Juego de palabras

| 4/4/2003 12:00:00 AM

Juego de palabras

Aunque en 2002 la meta de déficit consolidado se cumplió, poco o nada se ha avanzado en el ajuste fiscal del gobierno central.

"El gobierno cumplió la meta de déficit negociada con el FMI". Así tituló el Minhacienda un comunicado el pasado 18 de marzo, pues según cálculos del Consejo Superior de Política Fiscal (Confis), el déficit consolidado alcanzó un -3,6% del PIB en 2002, cuando la meta negociada con el Fondo en diciembre pasado fue de -4,1%. Sorprendió que el anuncio no fuese respaldado por un documento del Confis, como era costumbre hace unos meses. De un tiempo para acá, los documentos más cruciales muestran un rezago significativo entre la fecha en que son distribuidos y la fecha atribuida a los mismos, lo cual dificulta el monitoreo de la evolución de la política fiscal.

La gráfica muestra que si bien se cumplió la meta del Fondo en lo consolidado, en verdad poco o nada se ha avanzado en el ajuste del gobierno nacional central (GNC). Este es hoy, sin duda, el gran problema de las finanzas públicas del país. Este déficit se ubicó en un -6,3% del PIB en 2002, apenas un 0,1% por debajo de lo proyectado el año pasado. El ajuste del GNC es una tarea pendiente y urgente, pues esta situación atiza la hoguera del endeudamiento público y que alcanzó un 51,5% del PIB en diciembre de 2002, amenazando la sostenibilidad financiera del país.

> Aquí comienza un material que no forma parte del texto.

#[async_trait]
impl Runner for SandboxRunner {
    async fn run(&self, task: &Task) -> RunnerOutcome {
        let cmd: Option<Vec<String>> = task
            .inputs
            .get("cmd")
            .and_then(|v| serde_json::from_value(v.clone()).ok());
        let Some(cmd) = cmd else {
            return RunnerOutcome::err("sandbox_missing_cmd");
        };

        let mut command = tokio::process::Command::new(&self.container_bin);
        command
            .arg("run")
            .arg("--rm")
            .args(["--network", "none"])
            .args(["--cap-drop", "ALL"])
            .args(["--security-opt", "no-new-privileges"])
            .arg(&self.image)
            .args(&cmd)
            .stdout(std::process::Stdio::piped())
            .stderr(std::process::Stdio::piped())
            .kill_on_drop(true);

        let child = match command.spawn() {
            Ok(c) => c,
            Err(e) => {
                debug!(error = %e, bin = %self.container_bin, "container runtime unavailable");
                return RunnerOutcome::err("sandbox_unavailable");
            }
        };

        match tokio::time::timeout(task.timeout(), child.wait_with_output()).await {
            Ok(Ok(out)) if out.status.success() => {
                let mut outcome = RunnerOutcome::ok(serde_json::json!({ "exit_code": 0 }));
                outcome.log = out.stdout;
                outcome
            }
            Ok(Ok(out)) => {
                let code = out.status.code().unwrap_or(-1);
                let mut outcome = RunnerOutcome::err(format!("sandbox_exit_{code}"));
                outcome.log = out.stderr;
                outcome
            }
            Ok(Err(_)) => RunnerOutcome::err("sandbox_wait_failed"),
            // kill_on_drop reaps the container when the future is dropped.
            Err(_) => RunnerOutcome::timeout(),
        }
    }
}

// ---------------------------------------------------------------------------
// HTTP webhook
// ---------------------------------------------------------------------------

/// Signed HTTP webhook execution.
///
/// The task is POSTed as canonical JSON with `X-Codex-KeyId` /
/// `X-Codex-Sig` headers (active HMAC key). TLS is required; plain HTTP is
/// only accepted when explicitly opted into (tests).
pub struct HttpRunner {
    client: reqwest::Client,
    endpoint: String,
    keyring: Arc<Keyring>,
    allow_insecure: bool,
}

impl HttpRunner {
    /// Create a webhook runner targeting `endpoint`.
    pub fn new(endpoint: impl Into<String>, keyring: Arc<Keyring>) -> Self {
        Self {
            client: reqwest::Client::new(),
            endpoint: endpoint.into(),
            keyring,
            allow_insecure: false,
        }
    }

    /// Permit non-TLS endpoints. Test hook; production endpoints are
    /// `https`.
    #[must_use]
    pub fn allow_insecure(mut self) -> Self {
        self.allow_insecure = true;
        self
    }
}

#[async_trait]
impl Runner for HttpRunner {
    async fn run(&self, task: &Task) -> RunnerOutcome {
        if !self.allow_insecure && !self.endpoint.starts_with("https://") {
            return RunnerOutcome::err("http_tls_required");
        }

        let body = match canonical_json(&serde_json::json!({
            "task": task.name,
            "plugin": task.plugin,
            "inputs": task.inputs,
        })) {
            Ok(b) => b,
            Err(_) => return RunnerOutcome::err("http_body_encode"),
        };

        let envelope = match self.keyring.sign(&body) {
            Ok(env) => env,
            Err(_) => return RunnerOutcome::err("http_no_active_key"),
        };

        let request = self
            .client
            .post(&self.endpoint)
            .header("Content-Type", "application/json")
            .header(HEADER_KEY_ID, &envelope.key_id)
            .header(HEADER_SIG, &envelope.sig)
            .timeout(task.timeout())
            .body(body);

        match request.send().await {
            Ok(resp) if resp.status().is_success() => {
                let output = resp.json::<Value>().await.unwrap_or(Value::Null);
                RunnerOutcome::ok(output)
            }
            Ok(resp) => RunnerOutcome::err(format!("http_status_{}", resp.status().as_u16())),
            Err(e) if e.is_timeout() => RunnerOutcome::timeout(),
            Err(_) => RunnerOutcome::err("http_send_failed"),
        }
    }
}

// ---------------------------------------------------------------------------
// Router
// ---------------------------------------------------------------------------

/// Dispatches each task to its configured strategy.
///
/// The `runner` input key selects `in_process` (default), `sandbox`, or
/// `http`; a task routed to an unconfigured strategy fails with
/// [`RUNNER_UNAVAILABLE`].
pub struct RunnerRouter {
    in_process: InProcessRunner,
    sandbox: Option<SandboxRunner>,
    http: Option<HttpRunner>,
}

impl RunnerRouter {
    /// Create a router with only the in-process strategy.
    #[must_use]
    pub fn new(registry: Arc<PluginRegistry>) -> Self {
        Self {
            in_process: InProcessRunner::new(registry),
            sandbox: None,
            http: None,
        }
    }

    /// Attach a sandbox strategy.
    #[must_use]
    pub fn with_sandbox(mut self, sandbox: SandboxRunner) -> Self {
        self.sandbox = Some(sandbox);
        self
    }

    /// Attach an HTTP webhook strategy.
    #[must_use]
    pub fn with_http(mut self, http: HttpRunner) -> Self {
        self.http = Some(http);
        self
    }
}

#[async_trait]
impl Runner for RunnerRouter {
    async fn run(&self, task: &Task) -> RunnerOutcome {
        let choice = task
            .inputs
            .get("runner")
            .and_then(Value::as_str)
            .unwrap_or("in_process");
        match choice {
            "in_process" => self.in_process.run(task).await,
            "sandbox" => match &self.sandbox {
                Some(r) => r.run(task).await,
                None => RunnerOutcome::err(RUNNER_UNAVAILABLE),
            },
            "http" => match &self.http {
                Some(r) => r.run(task).await,
                None => RunnerOutcome::err(RUNNER_UNAVAILABLE),
            },
            _ => RunnerOutcome::err(RUNNER_UNAVAILABLE),
        }
    }
}

#[cfg(test)]
mod tests {
    use super::*;
    use crate::registry::{HandlerError, register_core_handlers};
    use wiremock::matchers::{method, path};
    use wiremock::{Mock, MockServer, ResponseTemplate};

    fn core_registry() -> Arc<PluginRegistry> {
        let mut r = PluginRegistry::new();
        register_core_handlers(&mut r);
        Arc::new(r)
    }

    #[tokio::test]
    async fn in_process_runs_registered_handler() {
        let runner = InProcessRunner::new(core_registry());
        let task = Task::new("00_verify", "core.verify");
        let out = runner.run(&task).await;
        assert!(out.is_ok());
        assert_eq!(out.output, Some(serde_json::json!({ "verified": true })));
    }

    #[tokio::test]
    async fn in_process_reports_missing_plugin() {
        let runner = InProcessRunner::new(core_registry());
        let task = Task::new("00_bogus", "core.bogus");
        let out = runner.run(&task).await;
        assert_eq!(out.status, RunnerStatus::Err);
        assert!(out.is_missing_plugin());
    }

    #[tokio::test]
    async fn in_process_maps_handler_error() {
        let mut r = PluginRegistry::new();
        r.register_fn("core.broken", |_| Err(HandlerError::new("exploded")));
        let runner = InProcessRunner::new(Arc::new(r));
        let out = runner.run(&Task::new("t", "core.broken")).await;
        assert_eq!(out.status, RunnerStatus::Err);
        assert_eq!(out.error.as_deref(), Some("exploded"));
    }

    #[tokio::test]
    async fn in_process_times_out_slow_handler() {
        struct Slow;
        #[async_trait]
        impl crate::registry::Handler for Slow {
            async fn call(
                &self,
                _inputs: &crate::registry::Inputs,
            ) -> Result<Value, HandlerError> {
                tokio::time::sleep(std::time::Duration::from_secs(5)).await;
                Ok(Value::Null)
            }
        }
        let mut r = PluginRegistry::new();
        r.register("core.slow", Slow);
        let runner = InProcessRunner::new(Arc::new(r));
        let mut task = Task::new("t", "core.slow");
        task.timeout_ms = 20;
        let out = runner.run(&task).await;
        assert_eq!(out.status, RunnerStatus::Timeout);
    }

    #[tokio::test]
    async fn http_runner_signs_body_and_parses_response() {
        let server = MockServer::start().await;
        Mock::given(method("POST"))
            .and(path("/hook"))
            .respond_with(ResponseTemplate::new(200).set_body_json(serde_json::json!({
                "handled": true
            })))
            .mount(&server)
            .await;

        let keyring = Arc::new(Keyring::with_hmac_key("k1", "dev-hmac"));
        let runner =
            HttpRunner::new(format!("{}/hook", server.uri()), keyring.clone()).allow_insecure();
        let out = runner.run(&Task::new("00_verify", "core.verify")).await;
        assert!(out.is_ok());
        assert_eq!(out.output, Some(serde_json::json!({ "handled": true })));

        let requests = server.received_requests().await.unwrap();
        let req = &requests[0];
        let sig = req.headers.get(HEADER_SIG).unwrap().to_str().unwrap();
        let kid = req.headers.get(HEADER_KEY_ID).unwrap().to_str().unwrap();
        assert_eq!(kid, "k1");
        assert!(keyring.verify(&req.body, sig, Some(kid)));
    }

    #[tokio::test]
    async fn http_runner_maps_server_error() {
        let server = MockServer::start().await;
        Mock::given(method("POST"))
            .respond_with(ResponseTemplate::new(500))
            .mount(&server)
            .await;
        let keyring = Arc::new(Keyring::with_hmac_key("k1", "dev-hmac"));
        let runner = HttpRunner::new(server.uri(), keyring).allow_insecure();
        let out = runner.run(&Task::new("t", "core.verify")).await;
        assert_eq!(out.status, RunnerStatus::Err);
        assert_eq!(out.error.as_deref(), Some("http_status_500"));
    }

    #[tokio::test]
    async fn http_runner_requires_tls_by_default() {
        let keyring = Arc::new(Keyring::with_hmac_key("k1", "dev-hmac"));
        let runner = HttpRunner::new("http://plain.example/hook", keyring);
        let out = runner.run(&Task::new("t", "core.verify")).await;
        assert_eq!(out.error.as_deref(), Some("http_tls_required"));
    }

    #[tokio::test]
    async fn router_defaults_to_in_process() {
        let router = RunnerRouter::new(core_registry());
        let out = router.run(&Task::new("00_verify", "core.verify")).await;
        assert!(out.is_ok());
    }

    #[tokio::test]
    async fn router_rejects_unconfigured_strategy() {
        let router = RunnerRouter::new(core_registry());
        let mut task = Task::new("t", "core.verify");
        task.inputs
            .insert("runner".into(), serde_json::json!("http"));
        let out = router.run(&task).await;
        assert_eq!(out.error.as_deref(), Some(RUNNER_UNAVAILABLE));
    }

    #[tokio::test]
    async fn sandbox_without_cmd_fails_cleanly() {
        let runner = SandboxRunner::new("definitely-not-a-container-bin", "scratch");
        let out = runner.run(&Task::new("t", "core.verify")).await;
        assert_eq!(out.error.as_deref(), Some("sandbox_missing_cmd"));
    }

    #[tokio::test]
    async fn sandbox_without_runtime_fails_cleanly() {
        let runner = SandboxRunner::new("definitely-not-a-container-bin", "scratch");
        let mut task = Task::new("t", "core.verify");
        task.inputs
            .insert("cmd".into(), serde_json::json!(["true"]));
        let out = runner.run(&task).await;
        assert_eq!(out.error.as_deref(), Some("sandbox_unavailable"));
    }
}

Al hacer las sumas y las restas, la sorpresa de un menor déficit consolidado provino de unas mayores utilidades del Banco de la República a las esperadas (0,8% del PIB) y de un mayor superávit al esperado por parte del sector descentralizado (2,2% del PIB). Este último resultado se explica por el importante ajuste que las entidades territoriales han realizado en los últimos años y la mejora en el frente de las finanzas de la Seguridad Social.

El anuncio del cumplimiento de la meta fiscal no debería dar la idea de que ya no es urgente ajustar las finanzas públicas. Para enfrentar el reto de poner en cintura al gobierno central, no bastan los recursos por 1,1% del PIB que aporta la reforma tributaria en 2003. Se requiere que se acompañe de una importante reducción en el gasto público, como se ha planteado por la vía del referendo. La consolidación fiscal seria es crucial para que Colombia encuentra la ruta del crecimiento sostenido. Ojalá el gobierno cambie sus metas actuales y acepte el reto de reducir el déficit consolidado por debajo de un -2% del PIB este año.